I added that option since orjson does not handle by default subclasses of native python types, but allows to pass a function to deal with values that cannot serialize. With the mongomock implementation, when passing something like

jsonstore.update({"wrong_field": SubFloat(1.1), "task_id": 3})

the dictionary stored internally still contained an instance of SubFloat. So when update_json_file was executed orjson needed to know how to convert it. It seems that now MongoDB already stores the instance of SubFloat as a simple float. So, when it is queried back to perform update_json_file it is never an instance of SubFloat.

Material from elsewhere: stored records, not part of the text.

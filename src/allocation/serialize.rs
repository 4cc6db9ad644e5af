//! Binary save/load of allocations.

use std::sync::Arc;

use super::{Allocation, MipmapControl, Usage};
use crate::context::Context;
use crate::error::{AllocationError, SerializationError};
use crate::stream::{ClassId, IStream, OStream};
use crate::types::Type;

impl Allocation {
    /// Append this allocation's record: class tag, name, type record, then
    /// the payload with its byte count.
    ///
    /// # Errors
    ///
    /// Returns [`AllocationError::Serialization`] if the name, a field
    /// count or the payload is too long for its `u32` length. `out` may hold
    /// a partial record in that case.
    pub fn serialize(&self, out: &mut OStream) -> Result<(), AllocationError> {
        out.add_u32(ClassId::Allocation.tag());
        out.add_string(&self.name)?;
        self.ty.serialize(out)?;
        out.add_len("payload", self.buffer.len())?;
        out.add_bytes(&self.buffer);
        Ok(())
    }

    /// Read an allocation written by [`Allocation::serialize`]. The payload
    /// is applied with [`Allocation::write`], so handles it holds are
    /// retained in the context's object table.
    ///
    /// # Errors
    ///
    /// Returns [`AllocationError::Serialization`] on a wrong class tag, a
    /// truncated stream, an invalid type record, or a payload whose size
    /// disagrees with the type. Nothing is created on error.
    pub fn deserialize(
        ctx: &Context,
        input: &mut IStream<'_>,
    ) -> Result<Self, AllocationError> {
        Self::load(ctx, input).inspect_err(|e| ctx.report(e))
    }

    fn load(
        ctx: &Context,
        input: &mut IStream<'_>,
    ) -> Result<Self, AllocationError> {
        input.expect_class(ClassId::Allocation)?;
        let name = input.load_string()?;
        let ty = Type::deserialize(input).map_err(|e| match e {
            AllocationError::Serialization(e) => e,
            other => SerializationError::InvalidRecord(other.to_string()),
        })?;

        let declared = input.load_u32()? as usize;
        if declared != ty.total_bytes() {
            return Err(SerializationError::PayloadSize {
                declared,
                expected: ty.total_bytes(),
            }
            .into());
        }
        let payload = input.load_bytes(declared)?;

        let mipmaps = if ty.has_mipmaps() {
            MipmapControl::Full
        } else {
            MipmapControl::None
        };
        let mut alloc = Self::new(ctx, Arc::new(ty), mipmaps, Usage::SCRIPT)?;
        alloc.write(ctx, payload)?;
        alloc.name = name;
        log::debug!("loaded {} ({} bytes)", alloc.label(), declared);
        Ok(alloc)
    }
}

#[cfg(test)]
mod tests {
    use super::super::fixtures::{handles, ref_1d};
    use super::*;
    use crate::element::Element;
    use crate::error::ErrorKind;

    fn l8_4x4(ctx: &Context) -> Allocation {
        let ty = Type::new_2d(Arc::new(Element::l_8()), 4, 4, false).unwrap();
        Allocation::new(ctx, Arc::new(ty), MipmapControl::None, Usage::SCRIPT)
            .unwrap()
    }

    #[test]
    fn payload_survives_a_round_trip() {
        let ctx = Context::default();
        let mut alloc = l8_4x4(&ctx);
        alloc.set_name("heightmap");
        let payload: Vec<u8> = (0..16).map(|i| i * 7 + 3).collect();
        alloc.write(&ctx, &payload).unwrap();

        let mut out = OStream::new();
        alloc.serialize(&mut out).unwrap();
        let mut input = IStream::new(out.as_bytes());
        let loaded = Allocation::deserialize(&ctx, &mut input).unwrap();

        let mut read = vec![0; 16];
        loaded.read_all(&ctx, &mut read).unwrap();
        assert_eq!(read, payload);
        assert_eq!(loaded.name(), "heightmap");
        assert_eq!(loaded.ty().as_ref(), alloc.ty().as_ref());
        assert!(input.is_empty());
    }

    #[test]
    fn loaded_handles_are_retained() {
        let ctx = Context::default();
        let mut alloc = ref_1d(&ctx, 2);
        alloc.write(&ctx, &handles(&[3, 4])).unwrap();
        let mut out = OStream::new();
        alloc.serialize(&mut out).unwrap();

        let loaded =
            Allocation::deserialize(&ctx, &mut IStream::new(out.as_bytes()))
                .unwrap();
        assert_eq!(ctx.objects().ref_count(3), 2);
        drop(loaded);
        assert_eq!(ctx.objects().ref_count(3), 1);
    }

    #[test]
    fn wrong_class_tag_is_rejected() {
        let ctx = Context::default();
        let mut out = OStream::new();
        l8_4x4(&ctx).ty().serialize(&mut out).unwrap();
        let err =
            Allocation::deserialize(&ctx, &mut IStream::new(out.as_bytes()))
                .unwrap_err();
        assert!(matches!(
            err,
            AllocationError::Serialization(SerializationError::WrongClass {
                expected: 4,
                found: 2
            })
        ));
        assert_eq!(ctx.last_error_kind(), Some(ErrorKind::Serialization));
    }

    #[test]
    fn payload_size_must_match_type() {
        let ctx = Context::default();
        let mut out = OStream::new();
        out.add_u32(ClassId::Allocation.tag());
        out.add_string("short").unwrap();
        l8_4x4(&ctx).ty().serialize(&mut out).unwrap();
        out.add_u32(15);
        out.add_bytes(&[0; 15]);
        let err =
            Allocation::deserialize(&ctx, &mut IStream::new(out.as_bytes()))
                .unwrap_err();
        assert!(matches!(
            err,
            AllocationError::Serialization(SerializationError::PayloadSize {
                declared: 15,
                expected: 16
            })
        ));
    }

    #[test]
    fn truncated_payload_is_rejected() {
        let ctx = Context::default();
        let mut out = OStream::new();
        l8_4x4(&ctx).serialize(&mut out).unwrap();
        let bytes = out.into_bytes();
        let err = Allocation::deserialize(
            &ctx,
            &mut IStream::new(&bytes[..bytes.len() - 1]),
        )
        .unwrap_err();
        assert!(matches!(
            err,
            AllocationError::Serialization(SerializationError::Truncated {
                ..
            })
        ));
    }

    #[test]
    fn overflowing_dimensions_fail_to_load() {
        let ctx = Context::default();
        let mut out = OStream::new();
        out.add_u32(ClassId::Allocation.tag());
        out.add_string("huge").unwrap();
        out.add_u32(ClassId::Type.tag());
        Element::rgba_8888().serialize(&mut out).unwrap();
        for _ in 0..3 {
            out.add_u32(u32::MAX);
        }
        out.add_u8(0);
        out.add_u8(0);
        out.add_u32(16);
        out.add_bytes(&[0; 16]);

        let err =
            Allocation::deserialize(&ctx, &mut IStream::new(out.as_bytes()))
                .unwrap_err();
        assert!(matches!(
            err,
            AllocationError::Serialization(SerializationError::InvalidRecord(
                _
            ))
        ));
        assert_eq!(ctx.last_error_kind(), Some(ErrorKind::Serialization));
    }
}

In the new implementation I can't find a way to trigger that error anymore, as MongoDB will already deals with those cases before getting to orjson.

Thanks for investigating! So if I understand correctly, the original problem that prompted #791 is resolved by this PR.

I am not sure if it would be better to remove the serialization_default option at this point.

But it sounds like you're saying that if I were to do this:

a = SubFloat(1.1.)
jsonstore.update({"wrong_field": SubFloat(1.1), "task_id": 3})
jsonstore.query({"task_id": 3})

I would get back a float, not a SubFloat, right? Is that a problem? It seems to me there could still be value in the options you added for users that want to be able to serialize / deserialize custom types.

rkingsbury avatar Aug 30 '23 16:08 rkingsbury

Thanks for investigating! So if I understand correctly, the original problem that prompted #791 is resolved by this PR.

Indeed I think that this would have avoided the need for #791. I will try to make a test with the new version and see if there is no issue with that.

But it sounds like you're saying that if I were to do this:

a = SubFloat(1.1.)
jsonstore.update({"wrong_field": SubFloat(1.1), "task_id": 3})
jsonstore.query({"task_id": 3})

I would get back a float, not a SubFloat, right? Is that a problem? It seems to me there could still be value in the options you added for users that want to be able to serialize / deserialize custom types.

Yes, you will get back a float. A simple example is:

class SubFloat(float):
    pass

ms = MemoryStore()
ms.connect()

d = {"test": SubFloat(1.1), "normal": 1.1, "task_id": 3}
ms.update(d)

out_d = ms.query_one()
print(out_d["test"].__class__, out_d["normal"].__class__)

The output with the old version is:

<class '__main__.SubFloat'> <class 'float'>

While with the new version is:

<class 'float'> <class 'float'>

In the end it is not really a problem, since this makes the MemoryStore more similar to the MongoStore. However, any object that is not handled by jsanitize (e.g. MSONable, dataclasses, ...) will probably be converted to a simple type during the update() (a string in the worst case). So I don't know if there is any corner case where the object survives after the insertion in MongoDB, but that cannot be handled by orjson by default. I suppose leaving the option will not do much harm (at least will not force me to make a backward incompatible change to use the latest version of maggma), however I couldn't find a way to create a test example to replace the test_jsonstore_orjson_options.

gpetretto avatar Aug 30 '23 22:08 gpetretto